As a practicing physician in Brazil, I achieved multiple goals in my early career. Academics have been a large component of my practice, allowing me to participate in young physicians' education and challenge my understanding of orthopedic fundamentals. As the elected Chief of Orthopaedic Residents from 2011 to 2013, I presented 245 lectures to orthopedic surgeons and in multidisciplinary conferences. My practice as an orthopedic surgeon in Sao Paulo allowed me to combine the Brazilian enthusiasm for soccer, serving as the team physician and Foot and Ankle advisor for the professional soccer team Sport Club Corinthians Paulista for almost five years.

As a Foot and Ankle surgeon, I constantly sought to confront the unsolved questions in our orthopedic practices. During my Ph.D. studies with the University of Sao Paulo, I aimed to maximize my research experience and clinical exposure. During my time in Maryland, I have engaged in multiple research projects, collaborating with MedStar Union Memorial and Johns Hopkins University to evaluate and clinically implement innovative imaging techniques, including weight-bearing CT, dynamic CT, 3D MRI, and metal artifact reduction sequence (MARS) MRI.

I was also amazed by the American medical system's resources that create opportunities for motivated physicians to excel in clinical work, educational teaching endeavors, and research investigations. While this balance requires dedication and precise time management, I have been fortunate to work with a variety of mentors who demonstrated to me how great it could be to practice in the US. With that in mind, I ended up deciding to pursue the Academic Pathway of the ABOS Certification. I have completed a total of three Orthopedic Foot and Ankle Fellowships in the US. The first was at the University of Alabama at Birmingham (UAB), the second at the Hospital for Special Surgery (HSS) in New York City, and the third and final at MedStar Union Memorial Hospital in Baltimore-MD. It was a long but very pleasant and rewarding pathway that allowed me to grow as a person, as a clinician, and as a surgeon while being fortunate to create lifetime bonds with several mentors. Once I was done with my fellowships, my objective was to combine my unique background with my innovative and instructive training and apply the acquired knowledge as an Academic Assistant Professor at the Department of Orthopedics of the Carver College of Medicine at the University of Iowa.

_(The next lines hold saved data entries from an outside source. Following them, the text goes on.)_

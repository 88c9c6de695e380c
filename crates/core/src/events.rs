// FakeHLML - Hardware Management Test Double
// Copyright (C) 2026 Andrii Shylenko
//
// This software is released under the MIT License.
// See the LICENSE file in the project root for full license information.

//! Simulated asynchronous notifications.
//!
//! Pending critical events live in a single bounded queue keyed by device
//! serial. Waiting on an event set only ever looks at the newest pending
//! event, so each `add_critical_event` yields at most one delivery.

use crate::{bounded, DeviceHandle, MAX_DEVICES, MAX_EVENTS, SERIAL_MAX};
use bitflags::bitflags;
use serde::Serialize;
use std::collections::BTreeMap;

bitflags! {
    /// Event classes a device can be registered for.
    #[derive(Debug, Clone, Copy, PartialEq, Eq, Hash, Default)]
    pub struct EventTypes: u64 {
        const ECC_ERR = 1 << 0;
        const CRITICAL_ERR = 1 << 1;
        const CLOCK_RATE = 1 << 2;
    }
}

/// Delivered by a successful wait.
#[derive(Debug, Clone, Copy, PartialEq, Eq)]
pub struct EventRecord {
    pub device: DeviceHandle,
    pub event_type: EventTypes,
}

#[derive(Debug, Clone, Default, Serialize)]
pub struct EventQueue {
    pending: Vec<String>,
}

impl EventQueue {
    pub fn new() -> Self {
        Self::default()
    }

    /// Appends a serial. Returns `false` and drops it when the queue is full.
    pub fn push(&mut self, serial: &str) -> bool {
        if self.pending.len() >= MAX_EVENTS {
            tracing::warn!(
                "maximum number of fake events ({}) reached; dropping event for '{}'",
                MAX_EVENTS,
                serial
            );
            return false;
        }
        self.pending.push(bounded(serial, SERIAL_MAX));
        true
    }

    /// Newest pending serial.
    pub fn tail(&self) -> Option<&str> {
        self.pending.last().map(String::as_str)
    }

    pub fn pop(&mut self) -> Option<String> {
        self.pending.pop()
    }

    pub fn clear(&mut self) {
        self.pending.clear();
    }

    pub fn len(&self) -> usize {
        self.pending.len()
    }

    pub fn is_empty(&self) -> bool {
        self.pending.is_empty()
    }

    /// Pending serials, oldest first.
    pub fn pending(&self) -> &[String] {
        &self.pending
    }
}

#[derive(Debug, Clone, Copy, PartialEq, Eq, PartialOrd, Ord, Hash, Serialize)]
pub struct EventSetHandle(u64);

impl EventSetHandle {
    pub fn id(&self) -> u64 {
        self.0
    }
}

/// Device slots of one subscription, in registration order.
#[derive(Debug, Clone, Default)]
pub struct EventSet {
    devices: Vec<DeviceHandle>,
}

impl EventSet {
    /// Claims a slot for `device`. Registering a bound device again is a no-op.
    /// Returns `false` when every slot belongs to another device.
    pub fn register(&mut self, device: DeviceHandle) -> bool {
        if self.devices.contains(&device) {
            return true;
        }
        if self.devices.len() >= MAX_DEVICES {
            return false;
        }
        self.devices.push(device);
        true
    }

    pub fn devices(&self) -> &[DeviceHandle] {
        &self.devices
    }

    /// Releases the slots of devices for which `live` returns `false`.
    pub fn retain_live(&mut self, live: impl Fn(DeviceHandle) -> bool) {
        self.devices.retain(|&device| live(device));
    }
}

/// Live event sets. Ids are never reused, so a freed handle stays invalid.
#[derive(Debug, Default)]
pub struct EventSets {
    sets: BTreeMap<EventSetHandle, EventSet>,
    next_id: u64,
}

impl EventSets {
    pub fn create(&mut self) -> EventSetHandle {
        self.next_id += 1;
        let handle = EventSetHandle(self.next_id);
        self.sets.insert(handle, EventSet::default());
        handle
    }

    pub fn get(&self, handle: EventSetHandle) -> Option<&EventSet> {
        self.sets.get(&handle)
    }

    pub fn get_mut(&mut self, handle: EventSetHandle) -> Option<&mut EventSet> {
        self.sets.get_mut(&handle)
    }

    pub fn free(&mut self, handle: EventSetHandle) -> bool {
        self.sets.remove(&handle).is_some()
    }

    pub fn len(&self) -> usize {
        self.sets.len()
    }

    pub fn is_empty(&self) -> bool {
        self.sets.is_empty()
    }
}

#[cfg(test)]
mod tests {
    use super::*;
    use crate::DeviceRegistry;

    #[test]
    fn test_queue_is_lifo() {
        let mut queue = EventQueue::new();
        assert!(queue.tail().is_none());
        queue.push("S1");
        queue.push("S2");
        assert_eq!(queue.tail(), Some("S2"));
        assert_eq!(queue.pop().as_deref(), Some("S2"));
        assert_eq!(queue.tail(), Some("S1"));
    }

    #[test]
    fn test_queue_drops_overflow() {
        let mut queue = EventQueue::new();
        for i in 0..MAX_EVENTS {
            assert!(queue.push(&format!("S{}", i)));
        }
        let before = queue.pending().to_vec();
        assert!(!queue.push("S-overflow"));
        assert_eq!(queue.pending(), before.as_slice());
        assert_eq!(queue.tail(), Some("S7"));
    }

    #[test]
    fn test_event_set_registration_is_idempotent() {
        let mut registry = DeviceRegistry::new();
        let a = registry.add(None, "0x1", "0x0", Some("A"), 0).unwrap();
        let b = registry.add(None, "0x1", "0x0", Some("B"), 1).unwrap();

        let mut set = EventSet::default();
        assert!(set.register(a));
        assert!(set.register(a));
        assert!(set.register(b));
        assert_eq!(set.devices(), &[a, b]);
    }

    #[test]
    fn test_event_set_capacity() {
        let mut registry = DeviceRegistry::new();
        let handles: Vec<_> = (0..MAX_DEVICES as u32)
            .map(|i| registry.add(None, "0x1", "0x0", None, i).unwrap())
            .collect();

        let mut set = EventSet::default();
        for handle in &handles {
            assert!(set.register(*handle));
        }
        assert!(set.register(handles[0]));

        registry.clear();
        let newcomer = registry.add(None, "0x1", "0x0", None, 0).unwrap();
        assert!(!set.register(newcomer));
    }

    #[test]
    fn test_retain_live_releases_stale_slots() {
        let mut registry = DeviceRegistry::new();
        let mut set = EventSet::default();
        for i in 0..MAX_DEVICES as u32 {
            let handle = registry.add(None, "0x1", "0x0", None, i).unwrap();
            assert!(set.register(handle));
        }

        registry.clear();
        let newcomer = registry.add(None, "0x1", "0x0", None, 0).unwrap();
        set.retain_live(|handle| registry.get(handle).is_some());
        assert!(set.devices().is_empty());
        assert!(set.register(newcomer));
        assert_eq!(set.devices(), &[newcomer]);
    }

    #[test]
    fn test_freed_ids_are_not_reused() {
        let mut sets = EventSets::default();
        let first = sets.create();
        assert!(sets.free(first));
        assert!(!sets.free(first));
        let second = sets.create();
        assert_ne!(first, second);
        assert!(sets.get(first).is_none());
        assert!(sets.get(second).is_some());
        assert_eq!(sets.len(), 1);
    }
}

The almost four years in Iowa City have been a blast! The leadership of the Orthopedic Department entirely and constantly supported me, and together, we achieved a lot in a relatively short amount of time. I utilized my academic start-up grant to acquire the first Weight-Bearing CT scanner in the Country that allows the hip, knee, foot, and ankle to be scanned under load simultaneously. With the scanner, I founded and served as the Director of the University of Iowa Orthopedic Functional Imaging Research Laboratory (OFIRL), which rapidly achieved an established, recognized position in the research and orthopedic foot and ankle community. I also had the unique opportunity to care for the State of Iowa community suffering from orthopedic foot and ankle problems, always excelling in providing high-quality and passionate clinical and surgical care. I’ll be forever grateful to my leadership, partners, and colleagues in Iowa City, as well as my patients, who gave me the utmost opportunity to care for them.

As an Associate Professor in the Department of Orthopedics at Duke University, I hope to contribute further to the American society and North Carolina Community, taking excellent care of patients, teaching and mentoring medical students, residents, and fellows, and helping the orthopedic foot and ankle surgery research to excel.